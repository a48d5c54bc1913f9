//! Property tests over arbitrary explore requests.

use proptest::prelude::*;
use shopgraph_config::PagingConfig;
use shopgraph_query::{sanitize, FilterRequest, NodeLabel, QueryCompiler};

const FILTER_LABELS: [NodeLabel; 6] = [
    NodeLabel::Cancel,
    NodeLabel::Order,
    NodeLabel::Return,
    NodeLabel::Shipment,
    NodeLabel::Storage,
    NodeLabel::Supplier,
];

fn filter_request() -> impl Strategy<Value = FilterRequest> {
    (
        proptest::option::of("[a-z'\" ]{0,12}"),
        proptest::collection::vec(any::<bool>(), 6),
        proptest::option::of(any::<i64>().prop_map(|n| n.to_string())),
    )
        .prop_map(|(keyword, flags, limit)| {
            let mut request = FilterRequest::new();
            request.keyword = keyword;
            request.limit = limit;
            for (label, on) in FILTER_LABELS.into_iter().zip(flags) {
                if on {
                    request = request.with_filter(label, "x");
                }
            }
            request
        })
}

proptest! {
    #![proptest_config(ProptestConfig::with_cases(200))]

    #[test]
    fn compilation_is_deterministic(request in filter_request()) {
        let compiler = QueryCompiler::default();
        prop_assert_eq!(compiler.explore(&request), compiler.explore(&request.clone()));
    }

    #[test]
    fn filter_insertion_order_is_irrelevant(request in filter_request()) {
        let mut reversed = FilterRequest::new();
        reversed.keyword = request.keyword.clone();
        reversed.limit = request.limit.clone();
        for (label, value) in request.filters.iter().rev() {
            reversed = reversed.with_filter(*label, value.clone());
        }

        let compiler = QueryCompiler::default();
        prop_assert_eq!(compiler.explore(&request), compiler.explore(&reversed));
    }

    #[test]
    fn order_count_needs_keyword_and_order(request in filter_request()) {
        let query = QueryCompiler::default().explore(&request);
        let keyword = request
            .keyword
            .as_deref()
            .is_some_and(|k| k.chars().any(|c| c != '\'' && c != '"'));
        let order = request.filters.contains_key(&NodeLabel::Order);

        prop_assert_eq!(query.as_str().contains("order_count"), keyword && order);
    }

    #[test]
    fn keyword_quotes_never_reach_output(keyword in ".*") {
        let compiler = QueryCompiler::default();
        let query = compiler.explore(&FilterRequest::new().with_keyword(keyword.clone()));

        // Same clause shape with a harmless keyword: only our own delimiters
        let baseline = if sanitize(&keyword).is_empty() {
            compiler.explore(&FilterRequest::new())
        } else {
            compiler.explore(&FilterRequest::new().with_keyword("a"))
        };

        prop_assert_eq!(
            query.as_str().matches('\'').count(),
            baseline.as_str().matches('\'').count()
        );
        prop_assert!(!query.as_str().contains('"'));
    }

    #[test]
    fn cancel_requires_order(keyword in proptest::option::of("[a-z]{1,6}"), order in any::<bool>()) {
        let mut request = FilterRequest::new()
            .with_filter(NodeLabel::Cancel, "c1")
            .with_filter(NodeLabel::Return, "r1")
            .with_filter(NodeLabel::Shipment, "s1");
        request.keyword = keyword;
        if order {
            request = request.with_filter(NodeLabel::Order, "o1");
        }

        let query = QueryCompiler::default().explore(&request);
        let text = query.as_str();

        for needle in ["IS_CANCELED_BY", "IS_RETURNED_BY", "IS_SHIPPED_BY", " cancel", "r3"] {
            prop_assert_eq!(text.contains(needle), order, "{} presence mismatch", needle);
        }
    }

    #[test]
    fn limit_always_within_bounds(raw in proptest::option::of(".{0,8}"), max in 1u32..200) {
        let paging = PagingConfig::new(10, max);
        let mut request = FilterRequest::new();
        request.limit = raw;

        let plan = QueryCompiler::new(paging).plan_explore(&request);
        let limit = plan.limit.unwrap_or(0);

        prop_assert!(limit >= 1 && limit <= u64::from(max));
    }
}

------------------------

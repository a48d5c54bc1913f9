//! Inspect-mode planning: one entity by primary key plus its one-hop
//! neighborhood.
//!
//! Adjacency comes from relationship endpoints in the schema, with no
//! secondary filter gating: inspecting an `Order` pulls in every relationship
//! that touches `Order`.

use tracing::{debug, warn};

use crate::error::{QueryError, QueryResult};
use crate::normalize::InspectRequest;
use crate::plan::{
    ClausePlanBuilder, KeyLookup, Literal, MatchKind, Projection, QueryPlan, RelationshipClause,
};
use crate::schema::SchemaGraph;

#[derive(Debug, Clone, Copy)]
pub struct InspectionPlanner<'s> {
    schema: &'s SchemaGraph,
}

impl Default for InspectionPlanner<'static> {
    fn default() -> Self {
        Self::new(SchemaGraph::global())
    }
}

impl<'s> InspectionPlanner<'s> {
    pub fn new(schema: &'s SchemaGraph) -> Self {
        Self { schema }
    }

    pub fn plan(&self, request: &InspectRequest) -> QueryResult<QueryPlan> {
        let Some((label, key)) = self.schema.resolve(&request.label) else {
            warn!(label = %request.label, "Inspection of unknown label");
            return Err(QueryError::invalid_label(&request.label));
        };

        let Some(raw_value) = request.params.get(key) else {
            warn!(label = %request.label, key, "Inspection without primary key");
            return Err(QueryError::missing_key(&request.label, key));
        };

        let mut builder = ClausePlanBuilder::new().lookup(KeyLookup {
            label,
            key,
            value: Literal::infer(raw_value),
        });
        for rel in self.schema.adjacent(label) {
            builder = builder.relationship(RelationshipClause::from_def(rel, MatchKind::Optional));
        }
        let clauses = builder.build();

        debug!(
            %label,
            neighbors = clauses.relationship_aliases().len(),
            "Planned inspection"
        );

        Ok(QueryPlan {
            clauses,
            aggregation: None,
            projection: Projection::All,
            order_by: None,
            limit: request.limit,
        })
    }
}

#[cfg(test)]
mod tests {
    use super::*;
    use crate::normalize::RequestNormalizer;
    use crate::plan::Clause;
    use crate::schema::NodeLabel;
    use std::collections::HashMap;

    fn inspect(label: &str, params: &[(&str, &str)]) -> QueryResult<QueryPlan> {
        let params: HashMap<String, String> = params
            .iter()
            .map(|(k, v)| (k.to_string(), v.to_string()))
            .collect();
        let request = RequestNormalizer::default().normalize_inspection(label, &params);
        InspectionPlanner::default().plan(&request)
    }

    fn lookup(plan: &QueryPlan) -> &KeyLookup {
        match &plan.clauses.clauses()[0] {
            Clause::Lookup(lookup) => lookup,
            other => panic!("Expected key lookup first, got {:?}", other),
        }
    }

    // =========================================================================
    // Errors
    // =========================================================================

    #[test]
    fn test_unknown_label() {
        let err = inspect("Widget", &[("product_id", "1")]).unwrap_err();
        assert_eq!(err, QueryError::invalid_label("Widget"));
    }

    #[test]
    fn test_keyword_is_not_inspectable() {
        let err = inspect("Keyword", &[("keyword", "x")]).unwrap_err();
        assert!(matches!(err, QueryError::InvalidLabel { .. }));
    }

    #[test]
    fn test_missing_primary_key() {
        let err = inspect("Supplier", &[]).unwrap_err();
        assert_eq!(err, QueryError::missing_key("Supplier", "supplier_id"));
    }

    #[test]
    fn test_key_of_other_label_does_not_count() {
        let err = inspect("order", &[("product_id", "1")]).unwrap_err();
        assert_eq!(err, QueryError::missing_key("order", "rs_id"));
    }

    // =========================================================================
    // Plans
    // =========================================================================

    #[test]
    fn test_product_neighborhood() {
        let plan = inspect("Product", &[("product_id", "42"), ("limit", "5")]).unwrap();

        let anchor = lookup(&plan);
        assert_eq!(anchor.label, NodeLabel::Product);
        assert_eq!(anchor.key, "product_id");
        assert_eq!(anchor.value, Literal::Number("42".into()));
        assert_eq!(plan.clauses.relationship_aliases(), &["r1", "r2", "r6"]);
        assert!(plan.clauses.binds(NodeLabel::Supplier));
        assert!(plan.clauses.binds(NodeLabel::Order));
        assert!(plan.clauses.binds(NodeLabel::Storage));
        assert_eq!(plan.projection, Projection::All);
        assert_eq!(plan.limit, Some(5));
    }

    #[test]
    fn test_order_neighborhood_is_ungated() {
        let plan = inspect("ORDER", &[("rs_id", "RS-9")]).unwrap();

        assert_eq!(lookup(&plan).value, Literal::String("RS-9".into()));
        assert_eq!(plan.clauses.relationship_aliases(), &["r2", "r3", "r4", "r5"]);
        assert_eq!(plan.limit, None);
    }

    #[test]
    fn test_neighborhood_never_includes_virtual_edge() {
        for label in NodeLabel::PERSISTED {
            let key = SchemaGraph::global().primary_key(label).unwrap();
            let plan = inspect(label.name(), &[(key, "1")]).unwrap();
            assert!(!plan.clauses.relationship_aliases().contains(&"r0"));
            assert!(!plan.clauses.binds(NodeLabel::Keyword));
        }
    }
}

------------------------

» TRY IT
Search the listing above for "InspectRequest" and copy every line that has it.

» ANSWER FOR THE TASK
use crate::normalize::InspectRequest;
    pub fn plan(&self, request: &InspectRequest) -> QueryResult<QueryPlan> {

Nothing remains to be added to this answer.